March 15, 1976
Bond, Schoeneck King for petitioner.
Edward P. Kearse, Corporation Counsel, for respondent.
Petitioner, Baker/Beech-Nut Corporation, brings this proceeding to prohibit the respondent from taking certain investigatory actions. Respondent, representing the Consumer Affairs Unit of the City of Syracuse, denies the allegations of the petition.
The dispute arises over a letter sent to 760,000 mothers throughout the United States, including some in the City of Syracuse. Respondent has issued a subpoena and scheduled a hearing into alleged violations of the Consumer Protection Code of the City of Syracuse. Petitioner contends respondent has no jurisdiction.
Before considering the merits of the arguments, several factors should be considered. This matter has become a much publicized cause in the Syracuse area. Respondent has issued statements to the news media, made charges and presented proof from various "authorities". In fact, the whole subject has been thoroughly aired before the public. There is little or nothing to be added to the record. It is hard to conceive of any public benefit to be derived through utilization of the legal process at this late date.
Respondent is a public official in charge of a public institution. As such, she is required to proceed in a legal manner. It is most inappropriate for a public official, especially when claiming quasi-penal powers, to charge and prosecute someone within her potential jurisdiction, without utilizing the legal process. The judicial process should not be bypassed no matter how noble the objective.
The foregoing should in no way indicate that the court takes a position on the merits of the respective claims of the parties. It merely constitutes an observation objecting to the method of procedure.

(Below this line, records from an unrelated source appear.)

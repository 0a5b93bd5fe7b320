use std::any::Any;
use std::ffi::CString;
use std::num::NonZeroU32;
use std::panic::UnwindSafe;

use glutin::config::{Config, ConfigTemplateBuilder};
use glutin::context::{ContextApi, ContextAttributesBuilder, PossiblyCurrentContext, Version};
use glutin::display::GetGlDisplay;
use glutin::prelude::*;
use glutin::surface::{Surface, SurfaceAttributesBuilder, SwapInterval, WindowSurface};
use glutin_winit::DisplayBuilder;
use raw_window_handle::HasRawWindowHandle;
use thiserror::Error;
use winit::dpi::{PhysicalSize, Size};
use winit::event::KeyboardInput;
use winit::event_loop::EventLoop;
use winit::window::{Window, WindowBuilder};

use gl_wrapper::LoadError;

use crate::input::WindowInput;

/// winit 0.27 panics instead of returning an error when no display
/// connection can be made.
pub fn create_event_loop() -> Result<EventLoop<()>, HostError> {
    catch_quiet(EventLoop::new).map_err(HostError::EventLoop)
}

/// Runs `f` with the panic hook silenced, returning the panic message on
/// unwind.
fn catch_quiet<T, F>(f: F) -> Result<T, String>
where
    F: FnOnce() -> T + UnwindSafe,
{
    let hook = std::panic::take_hook();
    std::panic::set_hook(Box::new(|_| {}));
    let res = std::panic::catch_unwind(f);
    std::panic::set_hook(hook);

    res.map_err(|payload| panic_message(payload.as_ref()))
}

fn panic_message(payload: &(dyn Any + Send)) -> String {
    if let Some(s) = payload.downcast_ref::<&str>() {
        s.to_string()
    } else if let Some(s) = payload.downcast_ref::<String>() {
        s.clone()
    } else {
        "unknown panic".to_string()
    }
}

/// The window and its current GL context.
pub struct GlHost {
    gl_context: PossiblyCurrentContext,
    gl_window: GlWindow,
    input: WindowInput,
}

impl GlHost {
    pub fn initialize(
        event_loop: &EventLoop<()>,
        width: u32,
        height: u32,
        title: &str,
        vsync: bool,
    ) -> Result<Self, HostError> {
        let window_builder = WindowBuilder::new()
            .with_inner_size(Size::Physical(PhysicalSize::new(width, height)))
            .with_min_inner_size(Size::Physical(PhysicalSize::new(32, 32)))
            .with_title(title);
        let display_builder = DisplayBuilder::new().with_window_builder(Some(window_builder));
        let template = ConfigTemplateBuilder::new();

        let (window, gl_config) = display_builder
            // glutin reports BadConfig itself when nothing matches the template
            .build(event_loop, template, |mut configs| configs.next().unwrap())
            .map_err(|e| HostError::Window(e.to_string()))?;

        let window = window.ok_or_else(|| HostError::Window("no window was created".into()))?;

        let handle = window.raw_window_handle();
        let gl_display = gl_config.display();

        let context_attr = ContextAttributesBuilder::new()
            .with_context_api(ContextApi::OpenGl(Some(Version::new(4, 5))))
            .build(Some(handle));

        let gl_window = GlWindow::new(window, &gl_config)?;

        let gl_context = unsafe { gl_display.create_context(&gl_config, &context_attr) }
            .and_then(|context| context.make_current(&gl_window.surface))
            .map_err(HostError::Context)?;

        gl_wrapper::load_with(|s| match CString::new(s) {
            Ok(name) => gl_display.get_proc_address(name.as_c_str()).cast(),
            Err(_) => std::ptr::null(),
        })?;

        log::info!(
            "OpenGL version: {}",
            gl_wrapper::version_string().unwrap_or_else(|| "unknown".to_string())
        );

        let interval = if vsync {
            SwapInterval::Wait(NonZeroU32::MIN)
        } else {
            SwapInterval::DontWait
        };

        if let Err(e) = gl_window.surface.set_swap_interval(&gl_context, interval) {
            log::warn!("Failed to set swap interval: {e}");
        }

        Ok(Self {
            gl_context,
            gl_window,
            input: WindowInput::default(),
        })
    }

    pub fn size(&self) -> (u32, u32) {
        self.gl_window.window.inner_size().into()
    }

    /// Resizes the surface. Returns `false` for zero sized (minimized) windows.
    pub fn resize(&self, width: u32, height: u32) -> bool {
        match (NonZeroU32::new(width), NonZeroU32::new(height)) {
            (Some(w), Some(h)) => {
                self.gl_window.surface.resize(&self.gl_context, w, h);
                true
            }
            _ => false,
        }
    }

    pub fn key(&mut self, input: &KeyboardInput) {
        self.input.key(input);
    }

    pub fn request_close(&mut self) {
        self.input.request_close();
    }

    pub fn poll_escape(&mut self) {
        self.input.poll_escape();
    }

    pub fn should_close(&self) -> bool {
        self.input.should_close()
    }

    /// Presents the frame. Pending events are drained by the event loop
    /// before the next frame.
    pub fn swap_and_poll(&self) {
        if let Err(e) = self.gl_window.surface.swap_buffers(&self.gl_context) {
            log::error!("Failed to swap buffers: {e}");
        }
    }
}

pub struct GlWindow {
    // XXX the surface must be dropped before the window.
    pub surface: Surface<WindowSurface>,
    pub window: Window,
}

impl GlWindow {
    pub fn new(window: Window, config: &Config) -> Result<Self, HostError> {
        let (width, height): (u32, u32) = window.inner_size().into();
        let raw_window_handle = window.raw_window_handle();
        let attrs = SurfaceAttributesBuilder::<WindowSurface>::new().build(
            raw_window_handle,
            NonZeroU32::new(width).unwrap_or(NonZeroU32::MIN),
            NonZeroU32::new(height).unwrap_or(NonZeroU32::MIN),
        );

        let surface = unsafe { config.display().create_window_surface(config, &attrs) }
            .map_err(HostError::Surface)?;

        Ok(Self { window, surface })
    }
}

#[derive(Debug, Error)]
pub enum HostError {
    #[error("Failed to initialize the windowing library: {0}")]
    EventLoop(String),
    #[error("Failed to create window: {0}")]
    Window(String),
    #[error("Failed to create window surface: {0}")]
    Surface(#[source] glutin::error::Error),
    #[error("Failed to create OpenGL context: {0}")]
    Context(#[source] glutin::error::Error),
    #[error(transparent)]
    Load(#[from] LoadError),
}
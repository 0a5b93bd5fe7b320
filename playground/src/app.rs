use thiserror::Error;

use winit::event::{Event, WindowEvent};
use winit::event_loop::{ControlFlow, EventLoop};
use winit::platform::run_return::EventLoopExtRunReturn;

use gl_wrapper::renderer::GlRenderer;

use crate::args::ArgsPlayground;
use crate::assets::{self, AssetError};
use crate::clock::FrameClock;
use crate::host::{self, GlHost, HostError};
use crate::lifecycle::{Lifecycle, LifecycleError};
use crate::renderer::{FrameRenderer, RendererError};

pub struct App {
    lifecycle: Lifecycle,
    // fields drop in order: GPU objects go before the context that owns them
    renderer: FrameRenderer,
    gl_renderer: GlRenderer,
    host: GlHost,
    event_loop: EventLoop<()>,
    clock: FrameClock,
}

impl App {
    /// Acquires the window, context and GPU resources. Anything acquired
    /// before a failing stage is released before the error is returned.
    pub fn new(args: &ArgsPlayground) -> Result<Self, AppError> {
        match Self::acquire(args) {
            Ok(mut app) => {
                app.lifecycle.advance(Lifecycle::Initialized)?;
                Ok(app)
            }
            Err(e) => {
                log::debug!(
                    "lifecycle {:?} -> {:?}",
                    Lifecycle::Uninitialized,
                    Lifecycle::Terminated
                );
                Err(e)
            }
        }
    }

    fn acquire(args: &ArgsPlayground) -> Result<Self, AppError> {
        let image = assets::load_image(&args.texture)?;
        log::debug!(
            "loaded {:?}, {}x{} {:?}",
            args.texture,
            image.width,
            image.height,
            image.format
        );

        let event_loop = host::create_event_loop()?;
        let host = GlHost::initialize(
            &event_loop,
            args.width,
            args.height,
            &args.title,
            !args.no_vsync,
        )?;

        let mut gl_renderer = GlRenderer::new();
        let (width, height) = host.size();
        gl_renderer.resize(width, height);

        let renderer = FrameRenderer::setup_resources(&mut gl_renderer, &image)?;

        Ok(Self {
            lifecycle: Lifecycle::Uninitialized,
            renderer,
            gl_renderer,
            host,
            event_loop,
            clock: FrameClock::new(),
        })
    }

    /// Runs until escape is pressed or the window is closed, then tears
    /// everything down.
    pub fn run(mut self) -> Result<(), AppError> {
        self.lifecycle.advance(Lifecycle::Running)?;

        let Self {
            lifecycle,
            renderer,
            gl_renderer,
            host,
            event_loop,
            clock,
        } = &mut self;

        event_loop.run_return(|event, _window_target, control_flow| {
            *control_flow = ControlFlow::Poll;
            match event {
                Event::WindowEvent { event, .. } => match event {
                    WindowEvent::Resized(size) => {
                        if host.resize(size.width, size.height) {
                            gl_renderer.resize(size.width, size.height);
                        }
                    }
                    WindowEvent::KeyboardInput { input, .. } => host.key(&input),
                    WindowEvent::CloseRequested => host.request_close(),
                    _ => (),
                },
                Event::MainEventsCleared => {
                    host.poll_escape();
                    if host.should_close() {
                        control_flow.set_exit();
                        return;
                    }

                    let time = clock.tick();
                    log::trace!("frame at {:.3}s, delta {:.4}s", time.elapsed, time.delta);

                    renderer.render_frame(gl_renderer, time.elapsed);
                    host.swap_and_poll();
                }
                _ => (),
            }
        });

        lifecycle.advance(Lifecycle::Terminated)?;
        log::info!("window closed, shutting down");

        Ok(())
    }
}

#[derive(Debug, Error)]
pub enum AppError {
    #[error(transparent)]
    Asset(#[from] AssetError),
    #[error(transparent)]
    Host(#[from] HostError),
    #[error(transparent)]
    Renderer(#[from] RendererError),
    #[error(transparent)]
    Lifecycle(#[from] LifecycleError),
}

#[cfg(test)]
mod tests {
    use super::*;
    use clap::Parser;

    #[test]
    fn missing_texture_startup_test() {
        let args = ArgsPlayground::try_parse_from([
            "playground",
            "--texture",
            "assets/does-not-exist.jpg",
        ])
        .unwrap();

        match App::new(&args) {
            Err(AppError::Asset(AssetError::Decode(path, _))) => {
                assert_eq!(path, std::path::PathBuf::from("assets/does-not-exist.jpg"));
            }
            Err(e) => panic!("unexpected startup error {e}"),
            Ok(_) => panic!("startup must fail without a texture"),
        }
    }
}
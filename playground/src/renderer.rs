use cgmath::{Matrix4, Rad};
use thiserror::Error;

use gl_wrapper::geometry::{GBError, Geometry};
use gl_wrapper::program::{Program, ProgramBuilder, UniformLocation, UniformValue};
use gl_wrapper::renderer::GlRenderer;
use gl_wrapper::texture::{Texture2D, TextureError, TextureFilter};

use crate::assets::TextureImage;
use crate::mesh::{quad_builder, FRAGMENT_SHADER, VERTEX_SHADER};

const CLEAR_COLOR: (f32, f32, f32) = (0.1, 0.2, 0.3);
const TEXTURE_UNIT: u8 = 0;

/// Uniform values for one frame, derived only from elapsed time.
#[derive(Debug, Clone, PartialEq)]
pub struct FrameUniforms {
    /// Seconds since start, the fragment stage pulses brightness with it.
    pub time: f32,
    /// Rotation about +Z by `time` radians.
    pub model: Matrix4<f32>,
}

impl FrameUniforms {
    pub fn at(elapsed: f32) -> Self {
        Self {
            time: elapsed,
            model: Matrix4::from_angle_z(Rad(elapsed)),
        }
    }
}

/// Uniform slots of the quad program, `None` where the name didn't resolve.
#[derive(Debug, Clone, Copy, Default, PartialEq)]
pub struct UniformSlots {
    pub time: Option<UniformLocation>,
    pub model: Option<UniformLocation>,
    pub texture: Option<UniformLocation>,
}

impl UniformSlots {
    pub fn resolve(program: &Program) -> Self {
        let lookup = |name: &str| {
            let location = program.uniform_location(name);
            if location.is_none() {
                log::warn!("Failed to get uniform location for {name}");
            }
            location
        };

        Self {
            time: lookup("uTime"),
            model: lookup("uModel"),
            texture: lookup("uTexture"),
        }
    }

    /// Writes for the per-frame uniforms. Unresolved slots are skipped.
    pub fn frame_writes(&self, frame: &FrameUniforms) -> Vec<(UniformLocation, UniformValue)> {
        let model: &[f32; 16] = frame.model.as_ref();

        [
            self.time.map(|l| (l, UniformValue::Float(frame.time))),
            self.model.map(|l| (l, UniformValue::Mat4(*model))),
        ]
        .into_iter()
        .flatten()
        .collect()
    }

    pub fn sampler_write(&self, unit: u8) -> Option<(UniformLocation, UniformValue)> {
        self.texture.map(|l| (l, UniformValue::Int(unit as i32)))
    }
}

pub struct FrameRenderer {
    quad: Geometry,
    program: Option<Program>,
    uniforms: UniformSlots,
    texture: Texture2D,
}

impl FrameRenderer {
    /// Uploads the quad and texture and builds the program. A shader that
    /// fails to build is logged and leaves the renderer drawing only the
    /// clear color.
    pub fn setup_resources(
        gl_renderer: &mut GlRenderer,
        image: &TextureImage,
    ) -> Result<Self, RendererError> {
        let quad = quad_builder().build()?;

        let program = match ProgramBuilder::new(VERTEX_SHADER, FRAGMENT_SHADER).build() {
            Ok(p) => Some(p),
            Err(e) => {
                log::error!("{e}");
                None
            }
        };

        let uniforms = program
            .as_ref()
            .map(UniformSlots::resolve)
            .unwrap_or_default();

        let texture = Texture2D::new(
            image.width,
            image.height,
            &image.data,
            image.format,
            TextureFilter::LinearMipmap,
        )?;

        if let (Some(program), Some((location, value))) =
            (&program, uniforms.sampler_write(TEXTURE_UNIT))
        {
            gl_renderer.use_program(program);
            location.set(&value);
            gl_renderer.unbind();
        }

        log::debug!(
            "frame renderer ready, {} vertices, uniforms {:?}",
            quad.vertices(),
            uniforms
        );

        Ok(Self {
            quad,
            program,
            uniforms,
            texture,
        })
    }

    pub fn render_frame(&self, gl_renderer: &mut GlRenderer, elapsed: f32) {
        let (r, g, b) = CLEAR_COLOR;
        gl_renderer.clear_color(r, g, b);

        let Some(program) = &self.program else {
            return;
        };

        gl_renderer.use_program(program);

        for (location, value) in self.uniforms.frame_writes(&FrameUniforms::at(elapsed)) {
            location.set(&value);
        }

        self.texture.bind(TEXTURE_UNIT);
        gl_renderer.draw(&self.quad, program);
        gl_renderer.unbind();
    }
}

#[derive(Debug, Error)]
pub enum RendererError {
    #[error("Failed to build quad geometry: {0}")]
    Geometry(#[from] GBError),
    #[error("Failed to upload texture: {0}")]
    Texture(#[from] TextureError),
}

#[cfg(test)]
mod tests {
    use super::*;
    use cgmath::{Vector4, Zero};

    fn all_slots() -> UniformSlots {
        UniformSlots {
            time: UniformLocation::new(0),
            model: UniformLocation::new(1),
            texture: UniformLocation::new(2),
        }
    }

    #[test]
    fn frame_uniforms_test() {
        let start = FrameUniforms::at(0.0);
        assert_eq!(start.time, 0.0);
        assert_eq!(start.model, Matrix4::from_angle_z(Rad(0.0)));

        assert_eq!(FrameUniforms::at(1.25), FrameUniforms::at(1.25));
        assert_ne!(FrameUniforms::at(1.0).model, FrameUniforms::at(2.0).model);
    }

    #[test]
    fn rotation_test() {
        let quarter = FrameUniforms::at(std::f32::consts::FRAC_PI_2);
        let rotated = quarter.model * Vector4::new(1.0, 0.0, 0.0, 1.0);

        assert!((rotated.x - 0.0).abs() < 1e-6);
        assert!((rotated.y - 1.0).abs() < 1e-6);
        assert_eq!(rotated.w, 1.0);
    }

    #[test]
    fn frame_writes_test() {
        let frame = FrameUniforms::at(0.5);
        let writes = all_slots().frame_writes(&frame);

        assert_eq!(writes.len(), 2);
        assert_eq!(writes[0], (UniformLocation::new(0).unwrap(), UniformValue::Float(0.5)));
        match &writes[1] {
            (location, UniformValue::Mat4(m)) => {
                assert_eq!(location.raw(), 1);
                let expected: &[f32; 16] = frame.model.as_ref();
                assert_eq!(m, expected);
            }
            other => panic!("unexpected write {other:?}"),
        }
    }

    #[test]
    fn unresolved_writes_test() {
        let none = UniformSlots::default();
        assert!(none.frame_writes(&FrameUniforms::at(3.0)).is_empty());
        assert_eq!(none.sampler_write(0), None);

        let only_model = UniformSlots {
            model: UniformLocation::new(4),
            ..Default::default()
        };
        let writes = only_model.frame_writes(&FrameUniforms::at(3.0));
        assert_eq!(writes.len(), 1);
        assert_eq!(writes[0].0.raw(), 4);
    }

    #[test]
    fn sampler_write_test() {
        assert_eq!(
            all_slots().sampler_write(0),
            Some((UniformLocation::new(2).unwrap(), UniformValue::Int(0)))
        );
    }

    #[test]
    fn model_is_rotation_only_test() {
        let model = FrameUniforms::at(10.0).model;

        assert_eq!(model.w, Vector4::new(0.0, 0.0, 0.0, 1.0));
        assert!(!model.x.is_zero());
    }
}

Respondent apparently started to investigate the contents of the letter when it was brought to her attention. Before petitioner was afforded a reasonable opportunity to respond to petitioner's inquiries, a public relations campaign was commenced denouncing the company as author of the letter. While ostensibly continuing its investigating, a further news release was issued criticizing the company for raising a legal objection to the investigation. Finally, after arguments had been heard before this court, an official "Consumer Affairs Newsletter" was circulated. This newsletter contained an article which criticized the Beech-Nut "flyer" and spoke of the "unwarranted apprehension" it caused. It also spoke of an action to require the company to comply — "this time without the cents-off coupons that accompanied the first flyer".
From these actions, it is difficult to conclude that respondent has any real regard for petitioner's rights or the due process of law. For this reason alone, the subpoena should be quashed, and the respondent restrained from taking any further action.
The subject of the authority of a Consumer Affairs Unit to issue subpoenas is thoroughly discussed in Myerson v Lentini Moving Stor. Co. ( 33 N.Y.2d 250). The court stated at page 258: "All that is required is that the scope of the subpoena and the basis for its issuance be more than isolated or rare complaints by disgruntled customers, lest the powers of investigation, especially in local agencies, become potential instruments of abuse and harassment."
Assuming that the agency has the power to subpoena to investigate alleged violations, does it have the power to subpoena for the purpose of punishment as it indicates it intends by its public statements? Since the agency has already concluded the existence of a violation, the purpose of its subpoena is suspect.
As the court concluded in the Lentini case at page 260: "Less of a showing [of materiality and relevancy] should be required for a preliminary or tentative inquiry, and more for one that might otherwise be causelessly broadened into an unlimited examination of the business affairs of an enterprise".
This proceeding apparently arose from an isolated complaint from a Syracuse resident despite the fact that the letter was mailed throughout the United States. There seems to be little basis to respondent's action related to the Syracuse area. Since the purpose of the Syracuse Consumer Protection Code is for the "health, safety and well-being of consumers of the City of Syracuse", the Consumer Affairs Unit should limit its activities to problems within its area.
In any event, it is conceded that the subpoena was served outside the City of Syracuse. There is no statutory authority to serve a subpoena outside the area of jurisdiction of the administrative agency. See for a discussion of the subject: Israel Discount Bank v P.S. Prods. Corp. ( 65 Misc.2d 1002) and Siemens Halske v Gres ( 37 A.D.2d 768). Thus, the attempted service in Canajoharie is a nullity.
It serves little purpose to conduct hearings in Syracuse over an issue which may properly be the province of the State or even the Federal Government. Since the alleged conduct of the petitioner has a broader influence than the City of Syracuse, inquiry should not originate at such an isolated point. The same process could be repeated at numerous locations. Exposing petitioner to a multiplicity of legal proceedings is contrary to our concept of justice and could constitute unwarranted harassment. The State of New York has established appropriate procedures for handling such matters. Respondent may apply for assistance to the Consumer Protection Board of the State of New York. (Executive Law, § 553, subd 3, par c.)
Therefore, petitioner's motion is granted as follows:
1. The subpoena is quashed in all respects.
2. The respondent is ordered to cease any further investigatory action with reference to petitioner. However, respondent may proceed under the appropriate sections of the Executive Law within the limitations established by this decision.